A significant blow has been dealt to the UK’s decarbonisation strategy following no offshore wind bids being submitted in the latest Allocation Round.
The round works on a contracts for difference mechanism which guarantees consumers will pay a fixed price for the energy generated by the bidder. With lower wholesale prices subsidies added to customer bills top up the difference. On the other hand, higher wholesale prices mean the developers backpay the difference.
Although the industry has warned the UK government ahead of the round regarding the soaring costs faced by offshore wind developers, it appears to have been in vain.

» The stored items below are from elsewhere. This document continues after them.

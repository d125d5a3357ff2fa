//! Pagination
//!
//! Page state for the DataGrid and the page navigation bar that renders it.

use std::ops::Range;
use std::rc::Rc;

use gpui::{
    App, ClickEvent, ElementId, InteractiveElement, IntoElement, ParentElement, RenderOnce,
    SharedString, StatefulInteractiveElement, Styled, Window, div, prelude::*,
};
use tracing::warn;

use crate::constants::{DEFAULT_PAGE_SIZE, DEFAULT_PAGE_SIZE_OPTIONS};
use crate::theme::Theme;

/// Current page (1-based) and page size
#[derive(Debug, Clone, PartialEq)]
pub struct PaginationState {
    page: usize,
    page_size: usize,
    options: Vec<usize>,
}

impl Default for PaginationState {
    fn default() -> Self {
        Self::new(DEFAULT_PAGE_SIZE).with_options(DEFAULT_PAGE_SIZE_OPTIONS.to_vec())
    }
}

impl PaginationState {
    /// A page size of zero is raised to one
    pub fn new(page_size: usize) -> Self {
        Self {
            page: 1,
            page_size: page_size.max(1),
            options: Vec::new(),
        }
    }

    /// Page sizes offered by the bar. Zeros are dropped.
    pub fn with_options(mut self, mut options: Vec<usize>) -> Self {
        options.retain(|size| *size > 0);
        options.sort_unstable();
        options.dedup();
        self.options = options;
        self
    }

    pub fn page(&self) -> usize {
        self.page
    }

    pub fn page_size(&self) -> usize {
        self.page_size
    }

    pub fn options(&self) -> &[usize] {
        &self.options
    }

    /// Request a page. Zero becomes page 1; the upper bound is clamped
    /// against the row count with [`clamp`](Self::clamp).
    pub fn set_page(&mut self, page: usize) {
        self.page = page.max(1);
    }

    /// Change the page size and go back to page 1. Zero is rejected.
    pub fn set_page_size(&mut self, page_size: usize) -> bool {
        if page_size == 0 {
            warn!("Ignoring page size of zero");
            return false;
        }
        self.page_size = page_size;
        self.page = 1;
        true
    }

    pub fn reset(&mut self) {
        self.page = 1;
    }

    /// `ceil(total / page_size)`, at least 1
    pub fn total_pages(&self, total: usize) -> usize {
        total.div_ceil(self.page_size).max(1)
    }

    /// Pull the page back into `[1, total_pages]`
    pub fn clamp(&mut self, total: usize) {
        self.page = self.page.clamp(1, self.total_pages(total));
    }

    /// Index range of the current page within `total` rows
    pub fn range(&self, total: usize) -> Range<usize> {
        let page = self.page.clamp(1, self.total_pages(total));
        let start = ((page - 1) * self.page_size).min(total);
        let end = (start + self.page_size).min(total);
        start..end
    }
}

type PageHandler = Rc<dyn Fn(usize, &mut Window, &mut App)>;

/// Pagination bar
#[derive(IntoElement)]
pub struct Pagination {
    id: ElementId,
    current_page: usize,
    total_pages: usize,
    total_items: usize,
    page_size: usize,
    page_size_options: Vec<usize>,
    items_label: SharedString,
    on_page_change: Option<PageHandler>,
    on_page_size_change: Option<PageHandler>,
}

impl Pagination {
    /// Create a pagination bar for `total_items` rows
    pub fn new(id: impl Into<ElementId>, state: &PaginationState, total_items: usize) -> Self {
        let total_pages = state.total_pages(total_items);
        Self {
            id: id.into(),
            current_page: state.page().clamp(1, total_pages),
            total_pages,
            total_items,
            page_size: state.page_size(),
            page_size_options: state.options().to_vec(),
            items_label: "items".into(),
            on_page_change: None,
            on_page_size_change: None,
        }
    }

    /// Set the items label
    pub fn items_label(mut self, label: impl Into<SharedString>) -> Self {
        self.items_label = label.into();
        self
    }

    /// Set the page change handler
    pub fn on_page_change(
        mut self,
        handler: impl Fn(usize, &mut Window, &mut App) + 'static,
    ) -> Self {
        self.on_page_change = Some(Rc::new(handler));
        self
    }

    /// Set the page size change handler
    pub fn on_page_size_change(
        mut self,
        handler: impl Fn(usize, &mut Window, &mut App) + 'static,
    ) -> Self {
        self.on_page_size_change = Some(Rc::new(handler));
        self
    }

    fn nav_button(
        &self,
        suffix: &'static str,
        label: &'static str,
        target: Option<usize>,
        cx: &App,
    ) -> impl IntoElement {
        let palette = Theme::palette_of(cx);
        let enabled = target.is_some();
        let handler = self.on_page_change.clone();

        div()
            .id(SharedString::from(format!("{}-{suffix}", self.id)))
            .px_2()
            .py_1()
            .rounded_sm()
            .text_sm()
            .text_color(if enabled {
                palette.text_primary
            } else {
                palette.text_muted
            })
            .child(label)
            .when(enabled, |btn| {
                btn.cursor_pointer()
                    .hover(move |s| s.bg(palette.surface_hover))
            })
            .when_some(target.zip(handler), |btn, (page, handler)| {
                btn.on_click(move |_: &ClickEvent, window, cx| handler(page, window, cx))
            })
    }
}

impl RenderOnce for Pagination {
    fn render(self, _window: &mut Window, cx: &mut App) -> impl IntoElement {
        let palette = Theme::palette_of(cx);
        let current = self.current_page;
        let total = self.total_pages;
        let prev = (current > 1).then(|| current - 1);
        let next = (current < total).then(|| current + 1);

        let size_options = self.page_size_options.iter().map(|&size| {
            let selected = size == self.page_size;
            let handler = self.on_page_size_change.clone();
            div()
                .id(SharedString::from(format!("{}-size-{size}", self.id)))
                .px_2()
                .py_0p5()
                .rounded_sm()
                .text_xs()
                .cursor_pointer()
                .when(selected, |chip| {
                    chip.bg(palette.accent).text_color(palette.accent_text)
                })
                .when(!selected, |chip| {
                    chip.text_color(palette.text_secondary)
                        .hover(move |s| s.bg(palette.surface_hover))
                })
                .child(size.to_string())
                .when_some(handler.filter(|_| !selected), |chip, handler| {
                    chip.on_click(move |_: &ClickEvent, window, cx| handler(size, window, cx))
                })
        });

        div()
            .w_full()
            .px_4()
            .py_2()
            .flex()
            .items_center()
            .justify_between()
            .border_t_1()
            .border_color(palette.border)
            // Item count
            .child(
                div()
                    .text_sm()
                    .text_color(palette.text_secondary)
                    .child(format!("{} {}", self.total_items, self.items_label)),
            )
            // Page size
            .when(!self.page_size_options.is_empty(), |bar| {
                bar.child(
                    div()
                        .flex()
                        .items_center()
                        .gap_1()
                        .child(
                            div()
                                .text_xs()
                                .text_color(palette.text_muted)
                                .child("Rows per page"),
                        )
                        .children(size_options),
                )
            })
            // Page navigation
            .child(
                div()
                    .flex()
                    .items_center()
                    .gap_2()
                    .child(self.nav_button("prev", "←", prev, cx))
                    .child(
                        div()
                            .text_sm()
                            .text_color(palette.text_primary)
                            .child(format!("{} / {}", current, total)),
                    )
                    .child(self.nav_button("next", "→", next, cx)),
            )
    }
}

#[cfg(test)]
mod tests {
    use super::*;

    #[test]
    fn test_total_pages_minimum_one() {
        let state = PaginationState::new(10);
        assert_eq!(state.total_pages(0), 1);
        assert_eq!(state.total_pages(10), 1);
        assert_eq!(state.total_pages(11), 2);
    }

    #[test]
    fn test_range_slices_current_page() {
        let mut state = PaginationState::new(10);
        state.set_page(3);
        assert_eq!(state.range(25), 20..25);
        state.set_page(2);
        assert_eq!(state.range(25), 10..20);
    }

    #[test]
    fn test_page_beyond_range_clamps() {
        let mut state = PaginationState::new(10);
        state.set_page(9);
        assert_eq!(state.range(25), 20..25);
        state.clamp(25);
        assert_eq!(state.page(), 3);
        state.set_page(0);
        assert_eq!(state.page(), 1);
    }

    #[test]
    fn test_page_size_change_resets_page() {
        let mut state = PaginationState::new(10);
        state.set_page(3);
        assert!(state.set_page_size(25));
        assert_eq!(state.page(), 1);
        assert!(!state.set_page_size(0));
        assert_eq!(state.page_size(), 25);
    }

    #[test]
    fn test_zero_page_size_raised() {
        let state = PaginationState::new(0).with_options(vec![0, 25, 5, 25]);
        assert_eq!(state.page_size(), 1);
        assert_eq!(state.options(), &[5, 25]);
    }
}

Ahead of the round, the UK government set fixed-bottom and floating offshore wind price caps at £44 ($55) per MWh and £114 ($142) per MWh, deemed to be too low by experts as the cost of development jumped by around 40%.
With the fixed cost not attracting any bids, the UK’s target of reaching 50GW of offshore wind by 2030 hit a serious obstacle.
Opponents of Prime Minister Rishi Sunak’s government heavily bashed today’s news. Ed Miliband, Labour’s Shadow Energy Security and Net Zero Secretary, said that this was an energy security disaster and a £1bn “bombshell that will push bills up for hardworking families.”
He noted that the offshore wind industry “was meant to be the crown jewels of the British energy system” and that all the warning signs were there but the government’s persistence on low price caps now blocked “the cheap, clean, homegrown power” the UK needs.
“They simply don’t understand how to deliver the green sprint [and how] to deliver the clean power Britain needs. Every family and business are paying the price for these failures in higher energy bills, and our country remains exposed,” Miliband stated.
The UK government’s silver lining in all of this is, if there is one, lies in the fact that a total of 95 clean energy projects have been successful with their bids – but none of them were offshore wind projects.
The latest round had budget funding of £227m and has secured enough to power the equivalent of 2m homes through the support of 3.7GW in solar, onshore wind, tidal, and geothermal projects. For comparison, last year’s round supported 7GW in just offshore wind projects.